Francesco Meli (born 15 May 1980) is an Italian operatic tenor particularly associated with the romantic repertoire.

== Life and career ==
Born in Genoa, Meli began his vocal studies at age 17 with Norma Palacios at the Conservatorio di Musica "Niccolò Paganini" in Genoa. He later became a pupil of mezzo-soprano Franca Mattiucci. In 2002 he debuted in Verdi's Macbeth and as the tenor soloist in Rossini's Petite messe solennelle and Puccini's Messa di Gloria, broadcast by RAI (the Italian state broadcasting company) from the Festival dei Due Mondi in Spoleto. He has gone on to sing leading roles in La Scala, The Metropolitan Opera, Teatro Regio di Torino, London's Royal Opera House, Opéra National de Lyon, Opernhaus Zürich, and the Rossini Opera Festival in Pesaro.

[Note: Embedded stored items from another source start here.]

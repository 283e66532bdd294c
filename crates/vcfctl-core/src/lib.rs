//! # vcfctl-core
//!
//! Client core for the SDDC Manager control plane of VMware Cloud Foundation.
//!
//! Most SDDC Manager operations (creating a domain, adding hosts, expanding a
//! cluster) return immediately with a task id and keep running server-side.
//! This crate provides the pieces a caller needs to drive them:
//!
//! - [`Session`] holds credentials and a bearer token, re-authenticating
//!   transparently once the token gets old
//! - [`SddcClient`] sends authenticated requests and classifies every answer
//!   into an [`ApiResponse`]
//! - [`TaskTracker`] polls a task to completion, logging each finished step
//!   once
//! - [`get_resource_id`] reads the id of a resource a finished task created
//! - [`config`] manages named profiles in a TOML file
//!
//! ## Example
//!
//! ```rust,ignore
//! use vcfctl_core::{Session, SddcClient, TaskTracker, get_resource_id};
//! use tokio_util::sync::CancellationToken;
//!
//! let session = Session::builder()
//!     .base_url("https://sddc-manager.example.com")
//!     .username("administrator@vsphere.local")
//!     .password(password)
//!     .connect()
//!     .await?;
//! let client = SddcClient::new(session);
//!
//! TaskTracker::new(&client, &task_id)
//!     .wait(&CancellationToken::new())
//!     .await?;
//! let cluster_id = get_resource_id(&client, &task_id, "Cluster").await?;
//! ```

pub mod client;
pub mod config;
pub mod error;
pub mod resources;
pub mod service_error;
pub mod session;
pub mod task;
pub mod tracker;

pub use client::{SddcClient, TaskSource};
pub use config::{Config, ConfigError, Profile, ResolvedProfile};
pub use error::{CoreError, Result};
pub use resources::get_resource_id;
pub use service_error::{ApiResponse, ErrorCause, ServiceError, get_error, log_error};
pub use session::{Credentials, DEFAULT_REFRESH_AFTER, Session, SessionBuilder};
pub use task::{LocalizableDescriptionPack, SubTask, Task, TaskResource, TaskStatus};
pub use tracker::{
    DEFAULT_POLL_INTERVAL, ProgressCallback, ProgressEvent, TaskTracker, TrackerState,
    wait_for_task,
};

In 2017, he made his debut as Verdi's Don Carlo at La Scala and as Radames in Salzburg next to Anna Netrebko's Aida.

== Recordings==
- Donizetti: Pia de' Tolomei - Cast: Patrizia Ciofi, Laura Polverelli, Dario Schmunck, Andrew Schroeder, Francesco Meli, Daniel Borowski. Conductor: Paolo Arrivabeni. CD recorded live from Teatro La Fenice, April 2004. Label: Dynamic
- Rossini: Bianca e Falliero - Cast: Maria Bayo, Daniela Barcellona, Francesco Meli, Carlo Lepore. Conductor: Renato Palumbo. DVD and CD recorded live from Teatro Rossini Pesaro, August 2005. Label: Dynamic
- Rossini: Torvaldo e Dorliska - Cast: Michele Pertusi, Darina Takova, Francesco Meli, Bruno Pratico. Conductor: Victor Pablo Perez. DVD and CD recorded love from Teatro Rossini Pesaro, August 2006. Label: Dynamic
- Bellini: La sonnambula - Cast: Natalie Dessay, Francesco Meli, Carlo Colombara, Sara Mingardo. Conductor: Evelino Pido. CD recorded live from performances with the Opéra National de Lyon in Lyon and Paris, November 2006. Label: Virgin Classics
- Donizetti: Maria Stuarda - Cast: Anna Caterina Antonacci, Mariella Devia, Francesco Meli, Paola Gardina. Conductor: Antonino Fogliani. DVD recorded live from Teatro alla Scala, 2008. Label: Arthaus Musik.
- Verdi: Giovanna d'Arco - Cast: Anna Netrebko, Plácido Domingo, Francesco Meli. Conductor: Paolo Carignani. CD recorded live at the Salzburg Festival in 2013. Label: Deutsche Grammophon.